• **Problem to solve**
Look through the material below and copy exactly the lines from the line with "use std::fmt;" to the line with "dump of the visible screen", those two lines included.

• **Stored data**
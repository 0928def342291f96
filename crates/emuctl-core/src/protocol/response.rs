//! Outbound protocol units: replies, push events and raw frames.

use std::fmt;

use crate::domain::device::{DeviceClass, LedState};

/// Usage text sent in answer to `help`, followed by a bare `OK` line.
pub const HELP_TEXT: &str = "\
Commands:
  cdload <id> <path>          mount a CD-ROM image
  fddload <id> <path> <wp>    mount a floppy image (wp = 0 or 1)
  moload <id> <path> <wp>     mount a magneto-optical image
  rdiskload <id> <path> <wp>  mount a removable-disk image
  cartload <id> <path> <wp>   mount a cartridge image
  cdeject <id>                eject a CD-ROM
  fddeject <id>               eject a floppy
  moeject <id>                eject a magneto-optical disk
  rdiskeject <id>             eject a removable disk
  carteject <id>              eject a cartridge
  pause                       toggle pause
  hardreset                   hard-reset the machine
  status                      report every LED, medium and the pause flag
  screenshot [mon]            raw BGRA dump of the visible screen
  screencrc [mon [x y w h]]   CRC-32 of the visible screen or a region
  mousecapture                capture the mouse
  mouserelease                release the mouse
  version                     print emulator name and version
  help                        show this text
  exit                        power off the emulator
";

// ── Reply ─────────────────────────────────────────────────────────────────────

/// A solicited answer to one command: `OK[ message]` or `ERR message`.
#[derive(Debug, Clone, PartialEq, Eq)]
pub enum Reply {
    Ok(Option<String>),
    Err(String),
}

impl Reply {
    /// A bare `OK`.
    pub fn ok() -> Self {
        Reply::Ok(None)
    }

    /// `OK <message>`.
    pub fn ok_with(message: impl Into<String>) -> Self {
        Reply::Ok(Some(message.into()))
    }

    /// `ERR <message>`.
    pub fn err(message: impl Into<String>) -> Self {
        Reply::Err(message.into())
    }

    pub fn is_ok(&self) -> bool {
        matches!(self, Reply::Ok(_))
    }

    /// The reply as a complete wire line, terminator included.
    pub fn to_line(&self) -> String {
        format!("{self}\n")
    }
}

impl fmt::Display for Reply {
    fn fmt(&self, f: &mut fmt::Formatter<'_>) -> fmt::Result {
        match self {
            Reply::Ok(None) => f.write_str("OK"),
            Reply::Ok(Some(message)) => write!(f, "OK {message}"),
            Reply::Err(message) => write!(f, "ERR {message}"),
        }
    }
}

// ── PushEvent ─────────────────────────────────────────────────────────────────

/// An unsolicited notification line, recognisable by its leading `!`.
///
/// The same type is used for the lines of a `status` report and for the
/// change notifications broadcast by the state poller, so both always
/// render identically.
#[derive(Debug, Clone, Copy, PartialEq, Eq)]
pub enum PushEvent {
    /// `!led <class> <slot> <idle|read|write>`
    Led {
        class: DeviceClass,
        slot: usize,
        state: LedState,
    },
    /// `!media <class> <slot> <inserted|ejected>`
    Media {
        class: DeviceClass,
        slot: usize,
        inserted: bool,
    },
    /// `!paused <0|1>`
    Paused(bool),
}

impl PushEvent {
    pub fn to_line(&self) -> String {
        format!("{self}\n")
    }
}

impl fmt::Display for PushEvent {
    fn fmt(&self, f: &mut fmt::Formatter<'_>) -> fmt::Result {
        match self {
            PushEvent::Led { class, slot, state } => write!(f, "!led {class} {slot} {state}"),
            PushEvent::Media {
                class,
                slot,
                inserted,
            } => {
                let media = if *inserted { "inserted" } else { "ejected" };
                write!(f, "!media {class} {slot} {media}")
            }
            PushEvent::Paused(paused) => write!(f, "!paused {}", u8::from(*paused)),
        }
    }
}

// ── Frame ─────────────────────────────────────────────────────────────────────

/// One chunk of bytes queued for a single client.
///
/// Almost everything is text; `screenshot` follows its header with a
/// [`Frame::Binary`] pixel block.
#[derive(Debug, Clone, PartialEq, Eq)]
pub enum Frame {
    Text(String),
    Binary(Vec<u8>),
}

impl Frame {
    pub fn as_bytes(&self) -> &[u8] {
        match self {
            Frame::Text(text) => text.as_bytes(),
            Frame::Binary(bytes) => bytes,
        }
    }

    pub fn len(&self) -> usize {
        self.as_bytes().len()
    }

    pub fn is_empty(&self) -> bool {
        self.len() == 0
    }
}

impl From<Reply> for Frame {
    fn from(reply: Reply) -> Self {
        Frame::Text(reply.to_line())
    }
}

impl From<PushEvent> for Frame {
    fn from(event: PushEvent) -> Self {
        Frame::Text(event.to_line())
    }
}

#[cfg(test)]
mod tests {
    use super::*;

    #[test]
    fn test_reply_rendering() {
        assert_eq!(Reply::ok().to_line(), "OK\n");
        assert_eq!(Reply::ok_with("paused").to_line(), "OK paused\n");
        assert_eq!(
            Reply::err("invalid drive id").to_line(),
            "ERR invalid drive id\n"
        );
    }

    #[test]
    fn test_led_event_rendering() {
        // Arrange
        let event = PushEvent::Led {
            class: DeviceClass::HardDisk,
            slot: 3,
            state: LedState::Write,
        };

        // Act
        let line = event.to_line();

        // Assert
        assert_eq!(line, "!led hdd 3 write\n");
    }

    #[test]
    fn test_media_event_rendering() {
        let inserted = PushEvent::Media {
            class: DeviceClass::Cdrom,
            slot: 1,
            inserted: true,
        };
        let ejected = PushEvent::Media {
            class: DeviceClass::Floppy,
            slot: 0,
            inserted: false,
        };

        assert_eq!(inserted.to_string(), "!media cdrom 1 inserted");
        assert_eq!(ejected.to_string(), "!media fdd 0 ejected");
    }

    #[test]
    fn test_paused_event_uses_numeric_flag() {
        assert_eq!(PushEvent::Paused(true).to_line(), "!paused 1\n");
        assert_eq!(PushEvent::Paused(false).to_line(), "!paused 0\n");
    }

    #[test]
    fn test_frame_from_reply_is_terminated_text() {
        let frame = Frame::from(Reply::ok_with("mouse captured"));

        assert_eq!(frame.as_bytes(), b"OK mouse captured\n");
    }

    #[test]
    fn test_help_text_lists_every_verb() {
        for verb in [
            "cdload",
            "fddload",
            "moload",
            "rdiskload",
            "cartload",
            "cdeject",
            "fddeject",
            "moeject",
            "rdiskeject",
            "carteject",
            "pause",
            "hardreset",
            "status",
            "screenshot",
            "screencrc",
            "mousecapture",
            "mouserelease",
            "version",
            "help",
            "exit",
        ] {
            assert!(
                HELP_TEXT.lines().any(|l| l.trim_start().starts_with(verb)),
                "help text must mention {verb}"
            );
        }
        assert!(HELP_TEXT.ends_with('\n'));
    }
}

* * *

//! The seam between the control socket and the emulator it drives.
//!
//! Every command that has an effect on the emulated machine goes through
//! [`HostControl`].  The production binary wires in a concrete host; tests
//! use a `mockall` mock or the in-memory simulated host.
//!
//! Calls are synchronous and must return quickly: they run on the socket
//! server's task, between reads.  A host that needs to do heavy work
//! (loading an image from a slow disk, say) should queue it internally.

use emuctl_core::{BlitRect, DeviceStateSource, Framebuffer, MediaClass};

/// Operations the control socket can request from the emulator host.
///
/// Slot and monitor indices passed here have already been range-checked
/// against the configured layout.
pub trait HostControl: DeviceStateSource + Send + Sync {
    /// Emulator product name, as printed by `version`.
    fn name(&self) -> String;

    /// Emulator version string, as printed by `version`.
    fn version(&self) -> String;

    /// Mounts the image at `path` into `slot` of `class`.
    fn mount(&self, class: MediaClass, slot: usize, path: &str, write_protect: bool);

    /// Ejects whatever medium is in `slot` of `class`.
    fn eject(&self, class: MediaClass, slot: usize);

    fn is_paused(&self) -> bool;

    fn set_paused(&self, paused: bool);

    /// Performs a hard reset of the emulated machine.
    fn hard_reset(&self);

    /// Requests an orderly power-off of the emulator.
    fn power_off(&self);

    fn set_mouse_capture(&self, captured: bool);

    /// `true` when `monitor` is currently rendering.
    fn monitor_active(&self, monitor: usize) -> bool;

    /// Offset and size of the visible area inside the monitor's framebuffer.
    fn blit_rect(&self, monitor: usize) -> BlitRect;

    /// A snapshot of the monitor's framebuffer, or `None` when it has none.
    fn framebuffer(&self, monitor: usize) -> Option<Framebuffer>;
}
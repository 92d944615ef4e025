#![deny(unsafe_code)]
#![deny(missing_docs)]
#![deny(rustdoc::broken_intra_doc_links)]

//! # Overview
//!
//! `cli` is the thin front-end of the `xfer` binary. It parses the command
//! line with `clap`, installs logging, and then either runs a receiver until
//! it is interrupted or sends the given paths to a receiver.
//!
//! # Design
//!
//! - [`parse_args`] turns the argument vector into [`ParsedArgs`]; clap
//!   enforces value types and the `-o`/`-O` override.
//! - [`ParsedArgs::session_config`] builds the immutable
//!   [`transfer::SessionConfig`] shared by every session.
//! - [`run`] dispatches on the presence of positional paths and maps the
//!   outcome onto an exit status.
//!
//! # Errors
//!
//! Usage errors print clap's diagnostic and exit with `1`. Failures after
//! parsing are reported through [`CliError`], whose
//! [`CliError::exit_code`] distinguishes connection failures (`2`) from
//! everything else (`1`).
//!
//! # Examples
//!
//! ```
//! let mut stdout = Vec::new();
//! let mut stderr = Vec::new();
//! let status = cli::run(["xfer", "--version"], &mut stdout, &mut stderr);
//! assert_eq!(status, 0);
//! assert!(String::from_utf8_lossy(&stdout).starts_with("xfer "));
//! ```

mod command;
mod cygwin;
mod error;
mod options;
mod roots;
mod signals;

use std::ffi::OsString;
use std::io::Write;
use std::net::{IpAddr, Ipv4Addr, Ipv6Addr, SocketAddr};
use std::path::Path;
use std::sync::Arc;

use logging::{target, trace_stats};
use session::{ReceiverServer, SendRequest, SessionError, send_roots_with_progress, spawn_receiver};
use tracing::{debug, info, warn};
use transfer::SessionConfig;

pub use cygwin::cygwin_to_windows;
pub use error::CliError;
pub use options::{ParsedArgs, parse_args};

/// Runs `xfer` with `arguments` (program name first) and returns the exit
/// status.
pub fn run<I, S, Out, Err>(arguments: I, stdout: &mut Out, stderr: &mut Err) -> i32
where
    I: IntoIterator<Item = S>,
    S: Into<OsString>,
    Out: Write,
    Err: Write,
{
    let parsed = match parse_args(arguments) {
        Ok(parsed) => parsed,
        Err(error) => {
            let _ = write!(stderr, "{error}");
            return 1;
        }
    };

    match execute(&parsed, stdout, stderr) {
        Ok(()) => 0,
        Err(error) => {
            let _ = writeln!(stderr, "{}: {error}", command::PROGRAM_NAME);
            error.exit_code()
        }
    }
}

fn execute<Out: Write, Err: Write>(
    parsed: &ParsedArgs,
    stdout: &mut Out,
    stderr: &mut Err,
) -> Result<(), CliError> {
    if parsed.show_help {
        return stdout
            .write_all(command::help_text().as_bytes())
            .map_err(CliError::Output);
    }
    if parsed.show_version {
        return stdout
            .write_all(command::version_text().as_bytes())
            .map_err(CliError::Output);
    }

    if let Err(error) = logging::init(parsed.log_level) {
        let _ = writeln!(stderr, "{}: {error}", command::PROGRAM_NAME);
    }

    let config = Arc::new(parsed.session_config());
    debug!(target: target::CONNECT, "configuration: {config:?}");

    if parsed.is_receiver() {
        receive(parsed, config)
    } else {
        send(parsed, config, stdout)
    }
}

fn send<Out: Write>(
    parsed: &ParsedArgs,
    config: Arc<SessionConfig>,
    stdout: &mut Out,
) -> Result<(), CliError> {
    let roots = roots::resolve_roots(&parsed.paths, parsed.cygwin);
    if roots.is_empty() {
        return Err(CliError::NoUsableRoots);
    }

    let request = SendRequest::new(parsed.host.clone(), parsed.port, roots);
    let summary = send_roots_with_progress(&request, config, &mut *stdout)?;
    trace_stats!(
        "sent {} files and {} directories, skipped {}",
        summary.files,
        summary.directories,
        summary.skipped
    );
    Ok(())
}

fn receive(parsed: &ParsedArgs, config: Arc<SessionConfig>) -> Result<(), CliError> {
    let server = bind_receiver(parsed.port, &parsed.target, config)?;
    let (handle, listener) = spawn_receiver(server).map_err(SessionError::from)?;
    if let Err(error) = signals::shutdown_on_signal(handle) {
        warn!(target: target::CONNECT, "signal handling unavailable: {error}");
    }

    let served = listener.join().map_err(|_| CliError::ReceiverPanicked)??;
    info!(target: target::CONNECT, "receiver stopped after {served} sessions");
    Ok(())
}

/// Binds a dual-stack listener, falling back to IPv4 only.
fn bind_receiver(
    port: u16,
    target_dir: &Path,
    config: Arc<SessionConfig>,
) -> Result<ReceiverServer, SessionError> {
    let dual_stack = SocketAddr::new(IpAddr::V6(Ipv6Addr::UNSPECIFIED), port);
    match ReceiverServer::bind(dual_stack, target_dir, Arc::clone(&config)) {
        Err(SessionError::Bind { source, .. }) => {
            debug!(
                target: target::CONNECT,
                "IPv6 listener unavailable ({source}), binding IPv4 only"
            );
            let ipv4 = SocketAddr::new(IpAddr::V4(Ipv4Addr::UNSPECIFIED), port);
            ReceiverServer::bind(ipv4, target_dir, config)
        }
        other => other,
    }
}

• **Response**
use std::fmt;

use crate::domain::device::{DeviceClass, LedState};

/// Usage text sent in answer to `help`, followed by a bare `OK` line.
pub const HELP_TEXT: &str = "\
Commands:
  cdload <id> <path>          mount a CD-ROM image
  fddload <id> <path> <wp>    mount a floppy image (wp = 0 or 1)
  moload <id> <path> <wp>     mount a magneto-optical image
  rdiskload <id> <path> <wp>  mount a removable-disk image
  cartload <id> <path> <wp>   mount a cartridge image
  cdeject <id>                eject a CD-ROM
  fddeject <id>               eject a floppy
  moeject <id>                eject a magneto-optical disk
  rdiskeject <id>             eject a removable disk
  carteject <id>              eject a cartridge
  pause                       toggle pause
  hardreset                   hard-reset the machine
  status                      report every LED, medium and the pause flag
  screenshot [mon]            raw BGRA dump of the visible screen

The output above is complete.